Switching amplifiers, also known as Class D amplifiers, are seeing increasing interest and development due to their substantial power efficiency advantages over conventional linear amplifier architectures. Essentially, switching amplifiers use a binary digital approach, exploiting the well-established principle that the amplifier's transistors waste least power when either on or off, rather than part-way between the two, as is the case in a traditional linear amplifier. The switching amplifier is a development of the switched-mode power supply (SMPS).
As is known, in a switching amplifier, a sequence of pulses is generated, and applied to a low pass filter, such that the filtered pulse sequence forms an amplified version of the input signal. Within this simple principal, many types of on-off pulse pattern can be employed. However, the vast majority of existing switching amplifier designs use pulse width modulation (PWM), in which a stream of rectangular pulses of fixed frequency is generated, and the on-to-off duty cycle of the pulses is varied to achieve the required average amplitude.
Whilst it is true that switching amplifiers waste little power when their transistors are either fully switched on, or fully switched off, efficiency problems arise in existing designs due to switching between the on and off states. In the switching transition interval, the transistors conduct a non-zero current across a non-zero voltage potential, thus dissipating heat, with the instantaneous wasted power being the product of the current and voltage. These switching losses are the predominant cause of wasted power in PWM amplifiers and other existing switching amplifiers. These losses are compounded by the fact that the voltages switched are frequently large.
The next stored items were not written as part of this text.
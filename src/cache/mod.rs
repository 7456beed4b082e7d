//! Response caching: storage-agnostic store, key derivation, and the
//! HTTP middleware that replays cached responses.

pub mod keys;
pub mod middleware;
pub mod store;

pub use keys::{CustomKeyBuilder, DefaultKeyBuilder, KeyBuilder};
pub use middleware::{CacheLayerState, response_cache_layer};
pub use store::{CacheStore, Entry, MemoryStore, StoreError};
Another method for generating the on-off switching pattern is sigma delta modulation (SDM), also known as pulse density modulation (PDM). However, SDM requires a much higher switching rate than PWM, and hence it incurs much higher switching power losses. These losses are usually unacceptable in amplifier applications, so SDM is seen mainly in non-power applications, such as digital-to-analogue converters (DACs). In an attempt to counter the switching power losses of SDM, amplifier architectures have been proposed that make use of quasi-resonant conversion (QRC). QRC is a SMPS technique that massively reduces the per-pulse switching energy loss. Rather than rectangular pulses, QRC produces fixed-width sinusoidal (or near-sinusoidal) pulses, and the power savings are made from the fact that the switching elements are only ever transitioned when either the current through them is near-zero, or the voltage across them is near-zero; hence the per-pulse switching loss is near-zero.
However, QRC does not apply itself efficiently to SDM. Its fixed-width pulses require that one pulse is needed for every basic clock interval of the pulse stream. For example, an “on” period in a normal SDM switching waveform that lasts for three basic clock cycles would be represented by three contiguous positive QRC pulses. For this reason, the switching rate of the SDM QRC implementations is even higher than already high rate of standard SDM. The result is that the per-pulse efficiency benefits of QRC can be outweighed by the much higher switching rate.
In summary, existing switching amplifiers suffer from substantial switching power losses in one form or another. These are often not apparent from the high “headline” amplifier efficiency figures that one may find quoted, as these are frequently measured using a test signal that is close to full-scale. As the amplitude of the signal is reduced, however, switching losses rapidly dominate over the power delivered to the load. This is a particular problem for high peak-to-average-power-ratio (PAPR) signals, such as audio signals, and particularly if the amplified signals have been pre-processed by a variable-gain stage, such as an audio volume control. The long-term average efficiency of existing amplifiers for such signals is low, leading to short operating lifetime in battery-powered applications, and cost and size overheads for power components and heat-removal systems.